Chuck vs. the NSA Agent 2/?
Sep. 19th, 2011 07:45 pm![[personal profile]](https://www.dreamwidth.org/img/silk/identity/user.png)
by Fojee
Disclaimers in first chapter.
For an NSA Agent, it was easy enough to track down one Charles Bartowski, living with Eleanor Bartowski and Devon Woodcomb, both doctors, in an apartment in Echo Park in California. Major John Casey requested background checks for all three, plus the neighbors.
Bartowski’s file had him working at a Buy More in Burbank. Casey had parked outside the store, and ordered a couple of his men to go in and observe. “Do not engage,” he told them, and they all checked if their communicators were working. It was difficult to set up a wireless surveillance in an electronics store, because of tech interference, but he got some nerd on speed dial to hook him into the store’s security feed, so video was not a problem. Sound was a different matter; but then, he was trained to lip read.
For a second, he wondered if that was deliberate. Maybe this Bartowski was smarter than he looked.
And then he watched as Bartowski set up the sound and cameras so some guy can record his daughter’s little ballerina dance and pronounced his judgment. “What a shmuck,”
Casey was used to approaching a target with a semi-automatic or a couple of incendiaries. Overkill was not in his vocabulary. This mission, however, required a more delicate touch. He jimmied the lock and entered the house in Echo Park, dressed all in black, with a mask over his face, an outfit he did not appreciate in the California heat. The security was laughable, no alarms blaring, no cameras or bugs recording his every move. It was so… normal.

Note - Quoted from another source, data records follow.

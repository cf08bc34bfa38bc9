//! Graph mutation primitives shared by the cleaners.
//!
//! All operations are synchronous and in-process. Deleting a resource
//! remotely and forgetting to prune its references here would leave later
//! cleaners reasoning about a stale world, so every remove has a matching
//! prune.

use tracing::debug;

use crate::graph::types::ResourceGraph;

/// Resource kinds that other entities may hold references to.
#[derive(Debug, Clone, Copy, PartialEq, Eq)]
pub enum ResourceKind {
    Proxy,
    SharedFlow,
    ApiProduct,
    App,
}

impl ResourceGraph {
    /// Remove `name` from every dependent collection that may reference a
    /// resource of `kind`, across all entity kinds.
    pub fn prune_reference(&mut self, kind: ResourceKind, name: &str) {
        debug!(event = "core.graph.prune_reference", kind = ?kind, name = name);
        match kind {
            ResourceKind::Proxy => {
                for env in &mut self.environments {
                    env.proxies.retain(|p| p != name);
                }
                for sf in &mut self.sharedflows {
                    sf.proxies.retain(|p| p != name);
                }
                for product in &mut self.api_products {
                    product.proxies.retain(|p| p != name);
                }
            }
            ResourceKind::SharedFlow => {
                for env in &mut self.environments {
                    env.sharedflows.retain(|s| s != name);
                }
            }
            ResourceKind::ApiProduct => {
                for app in &mut self.apps {
                    app.api_products.retain(|p| p != name);
                }
            }
            ResourceKind::App => {
                for dev in &mut self.developers {
                    dev.apps.retain(|a| a != name);
                }
            }
        }
    }

    /// Drop product->proxy references that point at proxies no longer in the
    /// graph, so products whose only references were already-deleted proxies
    /// become eligible.
    pub fn resync_product_proxies(&mut self) {
        let existing: Vec<String> = self.proxies.iter().map(|p| p.name.clone()).collect();
        for product in &mut self.api_products {
            product.proxies.retain(|p| existing.contains(p));
        }
    }

    pub fn remove_proxy(&mut self, name: &str) {
        self.proxies.retain(|p| p.name != name);
    }

    pub fn remove_sharedflow(&mut self, name: &str) {
        self.sharedflows.retain(|s| s.name != name);
    }

    pub fn remove_api_product(&mut self, name: &str) {
        self.api_products.retain(|p| p.name != name);
    }

    pub fn remove_app(&mut self, name: &str) {
        self.apps.retain(|a| a.name != name);
    }

    pub fn remove_developer(&mut self, email: &str) {
        self.developers.retain(|d| d.email != email);
    }

    pub fn remove_environment(&mut self, name: &str) {
        self.environments.retain(|e| e.name != name);
    }
}
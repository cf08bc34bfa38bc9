use crate::errors::SweepError;

#[derive(Debug, thiserror::Error)]
pub enum ApiError {
    #[error("HTTP request to '{url}' failed: {source}")]
    RequestFailed {
        url: String,
        #[source]
        source: reqwest::Error,
    },

    #[error("Credential provisioning failed: {message}")]
    AuthFailed { message: String },

    #[error("Unexpected response from '{url}': {message}")]
    InvalidResponse { url: String, message: String },
}

impl SweepError for ApiError {
    fn error_code(&self) -> &'static str {
        match self {
            ApiError::RequestFailed { .. } => "API_REQUEST_FAILED",
            ApiError::AuthFailed { .. } => "API_AUTH_FAILED",
            ApiError::InvalidResponse { .. } => "API_INVALID_RESPONSE",
        }
    }

    fn is_user_error(&self) -> bool {
        matches!(self, ApiError::AuthFailed { .. })
    }
}
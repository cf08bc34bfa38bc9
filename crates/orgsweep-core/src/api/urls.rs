//! URL construction for every endpoint the cleaners touch.

/// The two resource classes that carry deployable revisions.
#[derive(Debug, Clone, Copy, PartialEq, Eq)]
pub enum DeployableKind {
    Proxy,
    SharedFlow,
}

impl DeployableKind {
    /// API collection segment.
    pub fn collection(&self) -> &'static str {
        match self {
            DeployableKind::Proxy => "apis",
            DeployableKind::SharedFlow => "sharedflows",
        }
    }

    /// Folder prefix distinguishing this kind's configuration fragments
    /// inside a revision bundle.
    pub fn policies_prefix(&self) -> &'static str {
        match self {
            DeployableKind::Proxy => "apiproxy/policies/",
            DeployableKind::SharedFlow => "sharedflowbundle/policies/",
        }
    }
}

/// Builds organization-scoped API URLs.
#[derive(Debug, Clone)]
pub struct OrgApi {
    domain: String,
    base: String,
}

impl OrgApi {
    pub fn new(domain: &str, organization: &str) -> Self {
        Self {
            domain: domain.to_string(),
            base: format!("https://{domain}/v1/organizations/{organization}"),
        }
    }

    pub fn proxy(&self, name: &str) -> String {
        format!("{}/apis/{name}", self.base)
    }

    pub fn sharedflow(&self, name: &str) -> String {
        format!("{}/sharedflows/{name}", self.base)
    }

    /// Deployment endpoint of one revision in one environment. DELETE
    /// requests undeploy; GET reports deployment state.
    pub fn deployments(&self, kind: DeployableKind, env: &str, name: &str, revision: &str) -> String {
        format!(
            "{}/environments/{env}/{}/{name}/revisions/{revision}/deployments",
            self.base,
            kind.collection()
        )
    }

    /// Downloadable revision bundle (zip of configuration fragments).
    pub fn revision_bundle(&self, kind: DeployableKind, name: &str, revision: &str) -> String {
        format!(
            "{}/{}/{name}/revisions/{revision}?format=bundle",
            self.base,
            kind.collection()
        )
    }

    pub fn flowhook(&self, env: &str, hook: &str) -> String {
        format!("{}/environments/{env}/flowhooks/{hook}", self.base)
    }

    pub fn api_product(&self, name: &str) -> String {
        format!("{}/apiproducts/{name}", self.base)
    }

    pub fn developer(&self, email: &str) -> String {
        format!("{}/developers/{email}", self.base)
    }

    pub fn developer_app(&self, email: &str, app: &str) -> String {
        format!("{}/developers/{email}/apps/{app}", self.base)
    }

    /// Revocation endpoint of one product on one credential key.
    pub fn app_key_product(&self, email: &str, app: &str, key: &str, product: &str) -> String {
        format!(
            "{}/developers/{email}/apps/{app}/keys/{key}/apiproducts/{product}",
            self.base
        )
    }

    pub fn org_kvm(&self, name: &str) -> String {
        format!("{}/keyvaluemaps/{name}", self.base)
    }

    pub fn env_kvm(&self, env: &str, name: &str) -> String {
        format!("{}/environments/{env}/keyvaluemaps/{name}", self.base)
    }

    pub fn environment(&self, name: &str) -> String {
        format!("{}/environments/{name}", self.base)
    }

    pub fn instances(&self) -> String {
        format!("{}/instances?pageSize=100", self.base)
    }

    pub fn instance(&self, name: &str) -> String {
        format!("{}/instances/{name}", self.base)
    }

    pub fn instance_attachments(&self, instance: &str) -> String {
        format!("{}/instances/{instance}/attachments?pageSize=100", self.base)
    }

    pub fn instance_attachment(&self, instance: &str, attachment: &str) -> String {
        format!("{}/instances/{instance}/attachments/{attachment}", self.base)
    }

    pub fn reports(&self) -> String {
        format!("{}/reports", self.base)
    }

    pub fn report(&self, name: &str) -> String {
        format!("{}/reports/{name}", self.base)
    }

    pub fn data_collectors(&self) -> String {
        format!("{}/datacollectors?pageSize=100", self.base)
    }

    pub fn data_collector(&self, name: &str) -> String {
        format!("{}/datacollectors/{name}", self.base)
    }

    pub fn env_groups(&self) -> String {
        format!("{}/envgroups?pageSize=100", self.base)
    }

    pub fn env_group(&self, name: &str) -> String {
        format!("{}/envgroups/{name}", self.base)
    }

    pub fn env_group_attachments(&self, name: &str) -> String {
        format!("{}/envgroups/{name}/attachments", self.base)
    }

    /// Status endpoint of a long-running operation; operation names come
    /// back fully qualified (`organizations/o/operations/uuid`).
    pub fn operation(&self, operation_name: &str) -> String {
        format!("https://{}/v1/{operation_name}", self.domain)
    }
}
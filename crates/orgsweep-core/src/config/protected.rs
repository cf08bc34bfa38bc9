//! Protected proxy list loading.

use std::collections::BTreeSet;
use std::fs;
use std::path::Path;

use tracing::info;

use crate::errors::ConfigError;

/// Read a protected proxy list: one name per line, with commas also accepted
/// as separators. Blank entries are dropped, surrounding whitespace trimmed.
pub fn load_protected_list(path: &Path) -> Result<BTreeSet<String>, ConfigError> {
    let content =
        fs::read_to_string(path).map_err(|source| ConfigError::ProtectedListUnreadable {
            path: path.display().to_string(),
            source,
        })?;

    let names: BTreeSet<String> = content
        .lines()
        .flat_map(|line| line.split(','))
        .map(str::trim)
        .filter(|name| !name.is_empty())
        .map(String::from)
        .collect();

    info!(
        event = "core.config.protected_list_loaded",
        path = %path.display(),
        count = names.len()
    );
    Ok(names)
}
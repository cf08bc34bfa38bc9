//! Default implementations for configuration types.
//!
//! This module contains all `Default` implementations and helper functions
//! for providing default values in serde deserialization.

use std::path::PathBuf;

use crate::config::types::{ApiConfig, SnapshotConfig};

/// Returns the default API host.
///
/// Used by serde `#[serde(default = "...")]` attribute.
pub fn default_domain() -> String {
    "apigee.googleapis.com".to_string()
}

/// Returns the default bearer-token environment variable name.
///
/// Used by serde `#[serde(default = "...")]` attribute.
pub fn default_token_env() -> String {
    "ORGSWEEP_TOKEN".to_string()
}

/// Returns the default snapshot output path.
///
/// Matches the extractor's default output name so runs chain without
/// configuration.
///
/// Used by serde `#[serde(default = "...")]` attribute.
pub fn default_snapshot_output() -> PathBuf {
    PathBuf::from("hierarchy.json")
}

impl Default for ApiConfig {
    fn default() -> Self {
        Self {
            domain: default_domain(),
            organization: None,
            token_env: default_token_env(),
        }
    }
}

impl Default for SnapshotConfig {
    fn default() -> Self {
        Self {
            input: None,
            output: default_snapshot_output(),
        }
    }
}
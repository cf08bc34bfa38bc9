//! Developer and app cleanup.
//!
//! Apps with no remaining product bindings are deleted first; a developer
//! whose last app went away in the same pass is deleted immediately after.

use tracing::info;

use crate::api::helpers::api_delete;
use crate::cleaners::errors::CleanError;
use crate::cleaners::types::{CleanContext, CleanStats, Cleaner};
use crate::graph::operations::ResourceKind;
use crate::graph::types::ResourceGraph;

pub struct DevAndAppCleaner;

impl Cleaner for DevAndAppCleaner {
    fn name(&self) -> &'static str {
        "developer"
    }

    fn delete(
        &self,
        graph: &mut ResourceGraph,
        ctx: &CleanContext,
    ) -> Result<CleanStats, CleanError> {
        info!(
            event = "core.developer.clean_started",
            developers = graph.developers.len(),
            apps = graph.apps.len()
        );
        let mut stats = CleanStats::default();

        let emails: Vec<String> = graph.developers.iter().map(|d| d.email.clone()).collect();
        for email in emails {
            let app_names: Vec<String> = graph
                .developers
                .iter()
                .find(|d| d.email == email)
                .map(|d| d.apps.clone())
                .unwrap_or_default();

            for app_name in app_names {
                let has_products = graph
                    .apps
                    .iter()
                    .find(|a| a.name == app_name && a.developer == email)
                    .map(|a| !a.api_products.is_empty())
                    .unwrap_or(false);
                if has_products {
                    info!(
                        event = "core.developer.live_product_skip",
                        developer = %email,
                        app = %app_name
                    );
                    stats.skipped += 1;
                    continue;
                }

                if api_delete(
                    ctx.client,
                    &ctx.api.developer_app(&email, &app_name),
                    &format!("app {app_name}"),
                ) {
                    graph.prune_reference(ResourceKind::App, &app_name);
                    graph.remove_app(&app_name);
                    stats.deleted += 1;
                } else {
                    stats.retained += 1;
                }
            }

            // The eligibility check runs after the app loop so a developer
            // whose last app was just deleted goes in the same pass.
            let has_apps = graph
                .developers
                .iter()
                .find(|d| d.email == email)
                .map(|d| !d.apps.is_empty())
                .unwrap_or(true);
            if has_apps {
                info!(event = "core.developer.live_app_skip", developer = %email);
                stats.skipped += 1;
                continue;
            }

            if api_delete(
                ctx.client,
                &ctx.api.developer(&email),
                &format!("developer {email}"),
            ) {
                graph.remove_developer(&email);
                stats.deleted += 1;
            } else {
                stats.retained += 1;
            }
        }

        info!(
            event = "core.developer.clean_completed",
            deleted = stats.deleted,
            skipped = stats.skipped,
            retained = stats.retained
        );
        Ok(stats)
    }
}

“Not for long,” he muttered under his breath, quickly planting the bugs and cameras in optimal locations. He had studied the blueprints of the apartment so he finished in less than a minute, before heading to Charles Bartowski’s bedroom to collect his laptop. He had send Bartowski out with a call to the nerd herder for a repair, trusting his tech to invent something suitable for the kid to fix.
He didn’t expect to see someone at Bartowski’s desk, hunched over the laptop, wearing enormous headphones that practically swallowed his head as he played some kind of game. You’re getting rusty, old man, he berated himself just as one Morgan Grimes, Best Friend, looked up and saw him standing in the doorway, hand going to the gun in its holster. Civilian, he had to remind himself, consciously letting go of his weapon. So he stepped forward, intending to give Grimes a love tap.
In a move faster than he expected, Grimes grabbed the laptop and used it as a shield, too late for Casey to pull back his punch. He probably cracked a couple of knucklebones as he dented the bottom of the laptop. And then the little pipsqueak dropped it. It crashed to the floor.
For a second, Casey contemplated crushing the other man’s windpipe for the sheer pleasure of hearing it make that exact same sound, but a settled for a fist to the jaw—which made him wince. Broken knuckles. Right. Grimes folded like origami and Casey took what’s left of the laptop, ripping the cord to Grimes’ headphones with a quick jerk. His techs could salvage data out of a microchip the size of a filling, so the data had probably remained intact. He hoped.
---
“What do you mean Hulk stole my laptop?” Chuck asked his best friend in exasperation.
“Well it was either that or a ninja. But he looked too big,” Morgan said with a mouth full of chips. “Does Hulk wear black, though? I guess he thought green would be too obvious. He’s going incognito.” He was watching Hulk, and gestured to it as if to accuse Eric Bana of laptop theft. “I should have asked for an autograph.”
---
“What do you mean it’s not there?” Casey leaned forward, making the little nerd sweat.
Douglas Hartinger, or Dog, as he was called, leaned back as far as his ergonomic chair let him. He was an NSA tech based in California and not a field agent, and was suitably nervous about working with guys like Major John Casey. So he turned back to his laptop and focused on the screen, fiddling unnecessarily with the cable connecting it to broken laptop he was hacking. He was used to working based on need-to-know information, so the parameters for his search were a little vague.
“I traced the e-mail from Agent Larkin,” he stuttered out. “And was able to retrieve the file, but it was empty. The attachment’s gone. I did find some coding of some modified Sweeper virus. It was also attached to the e-mail so it would delete the contents as soon as it was downloaded. It’s very elegant,” he said admiringly, though he shut up when Agent Casey growled.
“Nerds,” Casey muttered under his breath, thinking of both Larkin and Bartowski. He had uncovered their connection of course: roommates at Stanford. How long had they been collaborating? Bartowski and his apple pie life—nobody was that clean. He had to be hiding something.
He rubbed his chin, before sending off a quick message to the general. Enough pussy-footing. We’re bringing him in.